An automated circulating tumor cell (CTC) enrichment system powered by a microfluidics biochip detects CTCs that are androgen receptor-negative in the nucleus

The patient was initiated on CBZ (25 mg/m2) according to the standard protocol in August 2016, instead of a second-generation AR-targeting agent (enzalutamide or abiraterone) [3]. Following 2 cycles of CBZ chemotherapy, the PSA level decreased to < 0.01 ng/mL and the lung metastases completely disappeared, with a reduced CTC count of < 5. To date, the patient has been receiving intermittent CBZ chemotherapy.

Discussion

We experienced a patient with mCRPC who was successfully treated with CBZ chemotherapy. The patient exhibited multiple lung metastases of CRPC, and a complete response was noted with the early introduction of CBZ.
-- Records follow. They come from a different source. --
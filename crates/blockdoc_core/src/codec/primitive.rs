use std::borrow::Cow;

use crate::codec::bytes::{ByteSink, Cursor};
use crate::codec::{CodecError, Result, Value};

/// Longest accepted NUL-terminated string.
pub const MAX_ZSTRING_LEN: usize = 1000;
/// Longest accepted length-prefixed string.
pub const MAX_SIZED_STRING_LEN: usize = 10_000;

/// Built-in leaf types with a fixed wire encoding.
#[derive(Debug, Clone, Copy, PartialEq, Eq, Hash)]
pub enum Primitive {
	/// Signed 8-bit integer.
	Byte,
	/// Unsigned 8-bit integer.
	UByte,
	/// Signed 16-bit integer.
	Short,
	/// Unsigned 16-bit integer.
	UShort,
	/// Signed 32-bit integer.
	Int,
	/// Unsigned 32-bit integer.
	UInt,
	/// One byte, 0 or 1.
	Bool,
	/// One byte character.
	Char,
	/// 32-bit IEEE-754 float.
	Float,
	/// NUL-terminated string.
	ZString,
	/// `u32` length followed by raw bytes.
	SizedString,
	/// NUL-padded string of exactly `N` bytes.
	FixedString(u16),
}

impl Primitive {
	/// Every primitive addressable by a plain name.
	pub const NAMED: [Self; 11] = [
		Self::Byte,
		Self::UByte,
		Self::Short,
		Self::UShort,
		Self::Int,
		Self::UInt,
		Self::Bool,
		Self::Char,
		Self::Float,
		Self::ZString,
		Self::SizedString,
	];

	/// Schema-facing type name.
	pub fn name(self) -> Cow<'static, str> {
		Cow::Borrowed(match self {
			Self::Byte => "Byte",
			Self::UByte => "UByte",
			Self::Short => "Short",
			Self::UShort => "UShort",
			Self::Int => "Int",
			Self::UInt => "UInt",
			Self::Bool => "Bool",
			Self::Char => "Char",
			Self::Float => "Float",
			Self::ZString => "ZString",
			Self::SizedString => "SizedString",
			Self::FixedString(len) => return Cow::Owned(format!("String<{len}>")),
		})
	}

	/// Resolve a schema type name, including the `String<N>` form.
	pub fn from_name(name: &str) -> Option<Self> {
		if let Some(len) = name.strip_prefix("String<").and_then(|rest| rest.strip_suffix('>')) {
			return len.parse::<u16>().ok().filter(|len| *len > 0).map(Self::FixedString);
		}
		Self::NAMED.into_iter().find(|prim| prim.name() == name)
	}

	/// Inclusive value range for integer kinds.
	pub fn int_range(self) -> Option<(i64, i64)> {
		match self {
			Self::Byte => Some((i64::from(i8::MIN), i64::from(i8::MAX))),
			Self::UByte | Self::Char => Some((0, i64::from(u8::MAX))),
			Self::Short => Some((i64::from(i16::MIN), i64::from(i16::MAX))),
			Self::UShort => Some((0, i64::from(u16::MAX))),
			Self::Int => Some((i64::from(i32::MIN), i64::from(i32::MAX))),
			Self::UInt => Some((0, i64::from(u32::MAX))),
			Self::Bool => Some((0, 1)),
			_ => None,
		}
	}

	/// Byte width of integer kinds, used for enum and bitfield storage.
	pub fn int_width(self) -> Option<usize> {
		match self {
			Self::Byte | Self::UByte | Self::Bool | Self::Char => Some(1),
			Self::Short | Self::UShort => Some(2),
			Self::Int | Self::UInt => Some(4),
			_ => None,
		}
	}

	/// Whether the integer kind is unsigned.
	pub fn is_unsigned(self) -> bool {
		matches!(self, Self::UByte | Self::UShort | Self::UInt | Self::Bool | Self::Char)
	}

	/// Whether values of this kind are strings.
	pub fn is_string(self) -> bool {
		matches!(self, Self::ZString | Self::SizedString | Self::FixedString(_))
	}

	/// Longest string payload this kind can encode.
	pub fn max_str_len(self) -> Option<usize> {
		match self {
			Self::ZString => Some(MAX_ZSTRING_LEN),
			Self::SizedString => Some(MAX_SIZED_STRING_LEN),
			Self::FixedString(len) => Some(usize::from(len)),
			_ => None,
		}
	}

	fn kind_label(self) -> &'static str {
		match self {
			Self::Float => "float",
			_ if self.is_string() => "string",
			_ => "int",
		}
	}

	/// Zero value for this kind.
	pub fn default_value(self) -> Value {
		match self {
			Self::Float => Value::Float(0.0),
			_ if self.is_string() => Value::Str(Vec::new()),
			_ => Value::Int(0),
		}
	}

	/// Decode one value.
	pub fn read(self, cur: &mut Cursor<'_>) -> Result<Value> {
		match self {
			Self::Float => Ok(Value::Float(cur.read_f32_le()?)),
			Self::ZString => {
				let raw = cur.read_cstring_bytes()?;
				if raw.len() > MAX_ZSTRING_LEN {
					return Err(CodecError::StringTooLong {
						len: raw.len(),
						max: MAX_ZSTRING_LEN,
					});
				}
				Ok(Value::Str(raw.to_vec()))
			}
			Self::SizedString => {
				let len = cur.read_u32_le()? as usize;
				if len > MAX_SIZED_STRING_LEN {
					return Err(CodecError::StringTooLong {
						len,
						max: MAX_SIZED_STRING_LEN,
					});
				}
				Ok(Value::Str(cur.read_exact(len)?.to_vec()))
			}
			Self::FixedString(len) => {
				let raw = cur.read_exact(usize::from(len))?;
				Ok(Value::Str(until_nul(raw).to_vec()))
			}
			_ => Ok(Value::Int(self.read_int(cur)?)),
		}
	}

	/// Encode one value.
	pub fn write(self, value: &Value, sink: &mut ByteSink) -> Result<()> {
		match (self, value) {
			(Self::Float, Value::Float(value)) => sink.put_f32_le(*value),
			(Self::ZString, Value::Str(raw)) => {
				let raw = until_nul(raw);
				check_len(raw.len(), MAX_ZSTRING_LEN)?;
				sink.put_bytes(raw);
				sink.put_u8(0);
			}
			(Self::SizedString, Value::Str(raw)) => {
				check_len(raw.len(), MAX_SIZED_STRING_LEN)?;
				sink.put_u32_le(raw.len() as u32);
				sink.put_bytes(raw);
			}
			(Self::FixedString(len), Value::Str(raw)) => {
				let len = usize::from(len);
				check_len(raw.len(), len)?;
				sink.put_bytes(raw);
				sink.put_zeros(len - raw.len());
			}
			(_, Value::Int(value)) if self.int_width().is_some() => self.write_int(*value, sink)?,
			_ => {
				return Err(CodecError::ValueKind {
					expected: self.kind_label(),
					got: value.kind(),
				});
			}
		}
		Ok(())
	}

	/// Encoded byte count of `value`.
	pub fn size(self, value: &Value) -> Result<usize> {
		if let Some(width) = self.int_width() {
			return Ok(width);
		}
		match (self, value) {
			(Self::Float, _) => Ok(4),
			(Self::FixedString(len), _) => Ok(usize::from(len)),
			(Self::ZString, Value::Str(raw)) => Ok(until_nul(raw).len() + 1),
			(Self::SizedString, Value::Str(raw)) => Ok(4 + raw.len()),
			_ => Err(CodecError::ValueKind {
				expected: self.kind_label(),
				got: value.kind(),
			}),
		}
	}

	/// Decode an integer kind.
	pub fn read_int(self, cur: &mut Cursor<'_>) -> Result<i64> {
		Ok(match self {
			Self::Byte => i64::from(cur.read_i8()?),
			Self::UByte | Self::Char => i64::from(cur.read_u8()?),
			Self::Bool => i64::from(cur.read_u8()? != 0),
			Self::Short => i64::from(cur.read_i16_le()?),
			Self::UShort => i64::from(cur.read_u16_le()?),
			Self::Int => i64::from(cur.read_i32_le()?),
			Self::UInt => i64::from(cur.read_u32_le()?),
			_ => {
				return Err(CodecError::ValueKind {
					expected: "int",
					got: self.kind_label(),
				});
			}
		})
	}

	/// Encode an integer kind after checking its range.
	pub fn write_int(self, value: i64, sink: &mut ByteSink) -> Result<()> {
		let value = self.check_int(value)?;
		match self {
			Self::Byte => sink.put_i8(value as i8),
			Self::UByte | Self::Char | Self::Bool => sink.put_u8(value as u8),
			Self::Short => sink.put_i16_le(value as i16),
			Self::UShort => sink.put_u16_le(value as u16),
			Self::Int => sink.put_i32_le(value as i32),
			Self::UInt => sink.put_u32_le(value as u32),
			_ => {
				return Err(CodecError::ValueKind {
					expected: self.kind_label(),
					got: "int",
				});
			}
		}
		Ok(())
	}

	/// Validate `value` against the declared range.
	pub fn check_int(self, value: i64) -> Result<i64> {
		let (min, max) = self.int_range().ok_or(CodecError::ValueKind {
			expected: self.kind_label(),
			got: "int",
		})?;
		if value < min || value > max {
			return Err(CodecError::Range {
				type_name: self.name().into(),
				value,
				min,
				max,
			});
		}
		Ok(value)
	}

	/// Convert text to a value of this kind, range-checked.
	pub fn parse_literal(self, text: &str) -> Result<Value> {
		let bad = || CodecError::BadLiteral {
			type_name: self.name().into(),
			text: text.into(),
		};
		match self {
			Self::Float => text.trim().parse::<f32>().map(Value::Float).map_err(|_| bad()),
			Self::FixedString(len) => {
				check_len(text.len(), usize::from(len))?;
				Ok(Value::Str(text.as_bytes().to_vec()))
			}
			Self::ZString => {
				check_len(text.len(), MAX_ZSTRING_LEN)?;
				Ok(Value::Str(until_nul(text.as_bytes()).to_vec()))
			}
			Self::SizedString => {
				check_len(text.len(), MAX_SIZED_STRING_LEN)?;
				Ok(Value::Str(text.as_bytes().to_vec()))
			}
			Self::Bool if text.eq_ignore_ascii_case("true") => Ok(Value::Int(1)),
			Self::Bool if text.eq_ignore_ascii_case("false") => Ok(Value::Int(0)),
			_ => {
				let value = parse_int_literal(text).ok_or_else(bad)?;
				Ok(Value::Int(self.check_int(value)?))
			}
		}
	}

	/// Human-readable rendering of `value`.
	pub fn render(self, value: &Value) -> String {
		match (self, value) {
			(Self::Char, Value::Int(code)) => match u8::try_from(*code) {
				Ok(byte) if byte.is_ascii_graphic() || byte == b' ' => char::from(byte).to_string(),
				_ => code.to_string(),
			},
			(Self::Bool, Value::Int(flag)) => (*flag != 0).to_string(),
			(_, Value::Int(value)) => value.to_string(),
			(_, Value::Float(value)) => format!("{value:.4}"),
			(_, Value::Str(raw)) => String::from_utf8_lossy(raw).into_owned(),
			_ => format!("<{}>", value.kind()),
		}
	}
}

/// Parse a decimal or `0x`-prefixed hex integer literal.
pub fn parse_int_literal(text: &str) -> Option<i64> {
	let text = text.trim();
	if let Some(hex) = text.strip_prefix("0x").or_else(|| text.strip_prefix("0X")) {
		return i64::from_str_radix(hex, 16).ok();
	}
	text.parse::<i64>().ok()
}

fn until_nul(raw: &[u8]) -> &[u8] {
	match raw.iter().position(|byte| *byte == 0) {
		Some(end) => &raw[..end],
		None => raw,
	}
}

fn check_len(len: usize, max: usize) -> Result<()> {
	if len > max {
		return Err(CodecError::StringTooLong { len, max });
	}
	Ok(())
}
Unmet needs in patient management include the ability to monitor treatment effects and the early detection of metastasis. A common shortcoming of a CTC enrichment system is its reliance on the positive selection of CTCs with antibodies against EpCAM, suggesting the limited ability to identify CTCs with reduced EpCAM expression because of epithelial–mesenchymal transition (EMT) [4,5,6]. In fact, in our patient, antibodies targeting EpCAM and CD45 were only detected in 31% of CTCs, suggesting the limited ability to detect CTCs according to EpCAM. Microfluidics involves several separation methods that facilitate the manipulation of extremely small volumes of biological fluids, thereby enabling the detection of de-differentiated CRPC with EMT.

Conclusion

We present a rare case of a patient with mCRPC who was successfully treated with early CBZ chemotherapy. The early detection of metastasis using liquid biopsy enabled the introduction of early CBZ chemotherapy for docetaxel-resistant mCRPC.